Enjoy with a crisp, cold beer or a cup of Teh Si.
Makes 9 buns
[Note: Use the best dried anchovies you can find — look for them at markets that cater to Southeast Asian or Korean clientele. For a vegan version, use OMG! Sambal® instead of Boomz Sambal and either sub soy curls for the anchovies or omit entirely.]
⅔ cup warm (100-110o) milk
4 tbsp sugar
1 packet (2 ¼ tsp) active dry yeast
2 large eggs, room-temperature
3 cups unbleached all-purpose flour
1 tsp kosher salt
8 tbsp (1 stick) butter, softened
4 tbsp neutral cooking oil
75 g dried anchovies (see note), rinsed and patted dry
½ cup Sibeiho Boomz Sambal
1 large onion, thinly sliced (about 3 cups)
- Whisk the warm milk, sugar, and yeast in the bowl of a stand mixer, and then add the eggs, flour, and salt. Mix with the dough hook attachment on medium speed until combined, then add the butter one pat at a time until incorporated. Turn the speed up to medium-high and knead for 5 minutes. Dough will be very soft and sticky!
- Cover the bowl with plastic wrap and let the dough rise in a warm, draft-free spot (like the oven with the light on) for 1 to 1 ½ hours, until doubled in size.
- While the dough is rising, make your filling. Heat 2 tablespoons of oil in a wok on medium heat, and stir-fry the anchovies in half the oil until crisp (about 2 minutes), then remove from oil. Add the rest of the oil and stir-fry the sambal until fragrant, around 30 seconds. Add the sliced onions and shallots and stir-fry for a minute and then add ½ cup of water. Reduce heat to medium low and simmer, checking and stirring frequently, chopping up the onions with your wok spatula until the onion mixture is soft, about 10 minutes. Stir in the lime juice and the fried anchovies and cook until the mixture is sticky and jammy. Turn off the burner and allow the filling to cool while the dough finishes rising.
- Make the topping by stirring the sambal and honey together (this is easier if you warm them up a bit).
- Prepare a baking dish (a 9-inch square pan or 10 ½-inch cast iron skillet) by spritzing with spray oil and lining with parchment.

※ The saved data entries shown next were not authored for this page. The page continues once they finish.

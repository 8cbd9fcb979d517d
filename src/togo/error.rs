use thiserror::Error;

#[derive(Error, Debug)]
pub enum TogoError {
    #[error("Non-existing todo number: {0}")]
    TaskNotFound(usize),

    #[error("IO error: {0}")]
    Io(#[from] std::io::Error),

    #[error("Serialization error: {0}")]
    Serialization(#[from] serde_json::Error),

    #[error("Config error: {0}")]
    Config(String),

    #[error("Api Error: {0}")]
    Api(String),
}

impl TogoError {
    /// True when the error is a missing file rather than a broken one.
    pub fn is_missing_file(&self) -> bool {
        matches!(self, TogoError::Io(e) if e.kind() == std::io::ErrorKind::NotFound)
    }
}

pub type Result<T> = std::result::Result<T, TogoError>;
use crate::codec::CodecOptions;
use crate::error::Result;
use serde::{Deserialize, Serialize};
use std::fs;
use std::io::ErrorKind;
use std::path::{Path, PathBuf};

const CONFIG_FILENAME: &str = "config.json";
const DEFAULT_TODO_FILE: &str = "todo.txt";
const DEFAULT_DONE_FILE: &str = "done.txt";

/// Keys understood by [`TogoConfig::get`] and [`TogoConfig::set`].
pub const CONFIG_KEYS: &[&str] = &["todo-file", "done-file", "prepend-date", "priority"];

/// Configuration for togo, stored as `config.json` in the config directory.
#[derive(Debug, Clone, Serialize, Deserialize, PartialEq, Eq)]
pub struct TogoConfig {
    /// The active task list
    #[serde(default = "default_todo_file")]
    pub todo_file: PathBuf,

    /// Archive for completed tasks; `done.txt` next to the todo file if unset
    #[serde(default, skip_serializing_if = "Option::is_none")]
    pub done_file: Option<PathBuf>,

    /// Stamp today's date on added tasks that carry no creation date
    #[serde(default)]
    pub prepend_date: bool,

    /// Read and write the `(A)` priority tag
    #[serde(default)]
    pub priority: bool,
}

fn default_todo_file() -> PathBuf {
    PathBuf::from(DEFAULT_TODO_FILE)
}

impl Default for TogoConfig {
    fn default() -> Self {
        Self {
            todo_file: default_todo_file(),
            done_file: None,
            prepend_date: false,
            priority: false,
        }
    }
}

impl TogoConfig {
    /// Reads `config.json` from `config_dir`. No file means defaults.
    pub fn load<P: AsRef<Path>>(config_dir: P) -> Result<Self> {
        match fs::read_to_string(config_dir.as_ref().join(CONFIG_FILENAME)) {
            Ok(content) => Ok(serde_json::from_str(&content)?),
            Err(e) if e.kind() == ErrorKind::NotFound => Ok(Self::default()),
            Err(e) => Err(e.into()),
        }
    }

    /// Writes `config.json`, creating `config_dir` as needed.
    pub fn save<P: AsRef<Path>>(&self, config_dir: P) -> Result<()> {
        let config_dir = config_dir.as_ref();
        fs::create_dir_all(config_dir)?;

        let mut content = serde_json::to_string_pretty(self)?;
        content.push('\n');
        fs::write(config_dir.join(CONFIG_FILENAME), content)?;
        Ok(())
    }

    pub fn done_file_path(&self) -> PathBuf {
        match &self.done_file {
            Some(path) => path.clone(),
            None => self.todo_file.with_file_name(DEFAULT_DONE_FILE),
        }
    }

    pub fn codec_options(&self) -> CodecOptions {
        CodecOptions {
            parse_priority: self.priority,
        }
    }

    pub fn get(&self, key: &str) -> Option<String> {
        match key {
            "todo-file" => Some(self.todo_file.display().to_string()),
            "done-file" => Some(self.done_file_path().display().to_string()),
            "prepend-date" => Some(self.prepend_date.to_string()),
            "priority" => Some(self.priority.to_string()),
            _ => None,
        }
    }

    pub fn set(&mut self, key: &str, value: &str) -> std::result::Result<(), String> {
        match key {
            "todo-file" => self.todo_file = PathBuf::from(value),
            "done-file" => self.done_file = Some(PathBuf::from(value)),
            "prepend-date" => self.prepend_date = parse_bool(key, value)?,
            "priority" => self.priority = parse_bool(key, value)?,
            _ => return Err(format!("Unknown config key: {}", key)),
        }
        Ok(())
    }
}

fn parse_bool(key: &str, value: &str) -> std::result::Result<bool, String> {
    match value {
        "true" | "yes" | "on" | "1" => Ok(true),
        "false" | "no" | "off" | "0" => Ok(false),
        _ => Err(format!("Invalid value for {}: {} (expected true or false)", key, value)),
    }
}
use crate::codec::{self, CodecOptions};
use crate::commands::{CmdMessage, CmdResult};
use crate::error::{Result, TogoError};
use crate::model::{DisplayTask, TaskList};
use crate::store::{self, DataStore};
use chrono::NaiveDate;
use tracing::info;

/// Decodes `text` and appends it as the last task of the todo list.
///
/// `stamp` becomes the creation date when the text does not carry one.
pub fn run<S: DataStore>(
    store: &mut S,
    text: &str,
    stamp: Option<NaiveDate>,
    options: CodecOptions,
) -> Result<CmdResult> {
    if text.trim().is_empty() {
        return Err(TogoError::Api("Todo text cannot be empty".into()));
    }
    if text.contains(&['\n', '\r'][..]) {
        return Err(TogoError::Api("Todo text must be a single line".into()));
    }

    let mut map = store::load(store, TaskList::Todo, options)?;

    let mut task = codec::decode_with(text, options);
    if task.creation_date.is_none() {
        task.creation_date = stamp;
    }
    let position = map.push(task.clone());

    store::save(store, TaskList::Todo, &map, options)?;
    info!(position, "added task");

    let path = store.list_path(TaskList::Todo);
    let mut result = CmdResult::default()
        .with_affected_tasks(vec![DisplayTask::new(position, task)])
        .with_source(path.clone());
    result.add_message(CmdMessage::success(format!(
        "Added ({}):",
        path.display()
    )));
    Ok(result)
}
use crate::codec::CodecOptions;
use crate::commands::{CmdMessage, CmdResult};
use crate::error::Result;
use crate::model::{DisplayTask, TaskList};
use crate::store::{self, DataStore};
use tracing::{info, warn};

/// Removes the task at `position`.
///
/// A position that does not exist is not an error: nothing is written and
/// the result carries no affected task.
pub fn run<S: DataStore>(
    store: &mut S,
    position: usize,
    options: CodecOptions,
) -> Result<CmdResult> {
    let mut map = store::load(store, TaskList::Todo, options)?;
    let path = store.list_path(TaskList::Todo);

    let Some(task) = map.remove(position) else {
        warn!(position, "nothing to delete");
        let mut result = CmdResult::default().with_source(path);
        result.add_message(CmdMessage::warning(format!(
            "No todo number {}, nothing deleted",
            position
        )));
        return Ok(result);
    };

    store::save(store, TaskList::Todo, &map, options)?;
    info!(position, remaining = map.len(), "deleted task");

    let mut result = CmdResult::default()
        .with_affected_tasks(vec![DisplayTask::new(position, task)])
        .with_source(path);
    result.add_message(CmdMessage::success(format!("Deleted todo {}:", position)));
    Ok(result)
}
use super::DataStore;
use crate::error::{Result, TogoError};
use crate::model::TaskList;
use std::fs::{self, File, OpenOptions};
use std::io::{ErrorKind, Read, Seek, SeekFrom, Write};
use std::path::{Path, PathBuf};
use tracing::warn;
use uuid::Uuid;

/// File-backed storage: one plain text file per list.
pub struct FileStore {
    todo_path: PathBuf,
    done_path: PathBuf,
}

impl FileStore {
    pub fn new(todo_path: PathBuf, done_path: PathBuf) -> Self {
        Self {
            todo_path,
            done_path,
        }
    }

    fn path(&self, list: TaskList) -> &Path {
        match list {
            TaskList::Todo => &self.todo_path,
            TaskList::Done => &self.done_path,
        }
    }
}

fn render(lines: &[String]) -> String {
    let mut content = String::new();
    for line in lines {
        content.push_str(line);
        content.push('\n');
    }
    content
}

/// Follows symlinks so a rename replaces the link target, not the link.
fn resolve_target(path: &Path) -> Result<PathBuf> {
    match fs::canonicalize(path) {
        Ok(resolved) => Ok(resolved),
        Err(e) if e.kind() == ErrorKind::NotFound => Ok(path.to_path_buf()),
        Err(e) => Err(TogoError::Io(e)),
    }
}

/// Writes next to the target, then renames over it.
fn write_atomic(path: &Path, content: &str) -> Result<()> {
    let path = resolve_target(path)?;
    let path = path.as_path();
    let file_name = path
        .file_name()
        .and_then(|n| n.to_str())
        .unwrap_or("todo.txt");
    let tmp_path = path.with_file_name(format!(".{}-{}.tmp", file_name, Uuid::new_v4()));

    fs::write(&tmp_path, content).map_err(TogoError::Io)?;
    if let Err(e) = fs::rename(&tmp_path, path) {
        let _ = fs::remove_file(&tmp_path);
        return Err(TogoError::Io(e));
    }
    Ok(())
}

/// Splits raw file content into lines like `str::lines`. A line that is not
/// valid UTF-8 is kept, with the bad bytes replaced, rather than failing the
/// whole file.
fn split_lines(path: &Path, bytes: &[u8]) -> Vec<String> {
    if bytes.is_empty() {
        return Vec::new();
    }
    let body = bytes.strip_suffix(b"\n").unwrap_or(bytes);
    body.split(|b| *b == b'\n')
        .enumerate()
        .map(|(i, raw)| {
            let raw = raw.strip_suffix(b"\r").unwrap_or(raw);
            match std::str::from_utf8(raw) {
                Ok(line) => line.to_string(),
                Err(_) => {
                    warn!(path = %path.display(), line = i + 1, "line is not valid UTF-8");
                    String::from_utf8_lossy(raw).into_owned()
                }
            }
        })
        .collect()
}

fn ends_without_newline(path: &Path) -> Result<bool> {
    let mut file = match File::open(path) {
        Ok(file) => file,
        Err(e) if e.kind() == ErrorKind::NotFound => return Ok(false),
        Err(e) => return Err(TogoError::Io(e)),
    };
    if file.metadata()?.len() == 0 {
        return Ok(false);
    }
    file.seek(SeekFrom::End(-1))?;
    let mut last = [0u8; 1];
    file.read_exact(&mut last)?;
    Ok(last[0] != b'\n')
}

impl DataStore for FileStore {
    fn read_lines(&self, list: TaskList) -> Result<Vec<String>> {
        let path = self.path(list);
        let bytes = fs::read(path).map_err(TogoError::Io)?;
        Ok(split_lines(path, &bytes))
    }

    fn write_lines(&mut self, list: TaskList, lines: &[String]) -> Result<()> {
        write_atomic(self.path(list), &render(lines))
    }

    fn append_lines(&mut self, list: TaskList, lines: &[String]) -> Result<()> {
        let path = self.path(list);
        let mut content = render(lines);
        if !content.is_empty() && ends_without_newline(path)? {
            content.insert(0, '\n');
        }

        let mut file = OpenOptions::new()
            .create(true)
            .append(true)
            .open(path)
            .map_err(TogoError::Io)?;
        file.write_all(content.as_bytes()).map_err(TogoError::Io)?;
        Ok(())
    }

    fn create_list(&mut self, list: TaskList) -> Result<bool> {
        let path = self.path(list);
        if let Some(parent) = path.parent() {
            if !parent.as_os_str().is_empty() && !parent.exists() {
                fs::create_dir_all(parent).map_err(TogoError::Io)?;
            }
        }
        match OpenOptions::new().write(true).create_new(true).open(path) {
            Ok(_) => Ok(true),
            Err(e) if e.kind() == ErrorKind::AlreadyExists => Ok(false),
            Err(e) => Err(TogoError::Io(e)),
        }
    }

    fn list_path(&self, list: TaskList) -> PathBuf {
        self.path(list).to_path_buf()
    }
}

#[cfg(test)]
mod tests {
    use super::*;

    #[test]
    fn split_lines_matches_str_lines() {
        let path = Path::new("todo.txt");
        assert!(split_lines(path, b"").is_empty());
        assert_eq!(split_lines(path, b"\n"), vec![""]);
        assert_eq!(split_lines(path, b"a\r\nb"), vec!["a", "b"]);
        assert_eq!(split_lines(path, b"a\n\nb\n"), vec!["a", "", "b"]);
    }

    #[test]
    fn split_lines_replaces_bad_bytes_per_line() {
        let lines = split_lines(Path::new("todo.txt"), b"ok\ncaf\xe9\n");
        assert_eq!(lines, vec!["ok".to_string(), "caf\u{FFFD}".to_string()]);
    }
}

Spoon half the sambal-honey mix into the dish, spreading evenly.
- Turn the dough out onto a well-floured surface, sprinkle flour on top, and roll into a rectangle roughly 12 inches wide by 16 inches long (it doesn’t have to be exact). Spread the bun filling evenly across the dough to cover it completely, then roll the dough toward you so you end up with a 16-inch log.
- Cut your fragrant dough baby into thirds, then cut each of those thirds into thirds for 9 buns. Nestle the buns into the baking dish leaving a little space between each (if you’re using the skillet, 7 buns will fit in a circle and 2 go in the center). Drape the buns loosely in plastic wrap and put them in a warm, draft-free spot for a second rise for 45 minutes to an hour, until they’re nice and puffy.
- While the buns finish rising, preheat your oven to 350o. Spritz a little more cooking oil over the top of the buns and bake for 45-50 minutes, rotating the dish halfway through the baking time to ensure they brown evenly. If they start browning too fast, loosely drape a piece of foil on top! The buns are ready when they’re evenly browned and the interior temperature reaches 185o.
- Let the buns cool for 5 minutes and then brush the rest of the sambal-honey glaze over the top. Sprinkle the fried shallots and sea salt on top, and allow the buns to finish cooling in the baking dish. Store leftovers in an airtight container and they’ll keep for up to three days, or individually wrap the buns in plastic wrap, stash in a freezer bag, and store in the freezer for up to a month.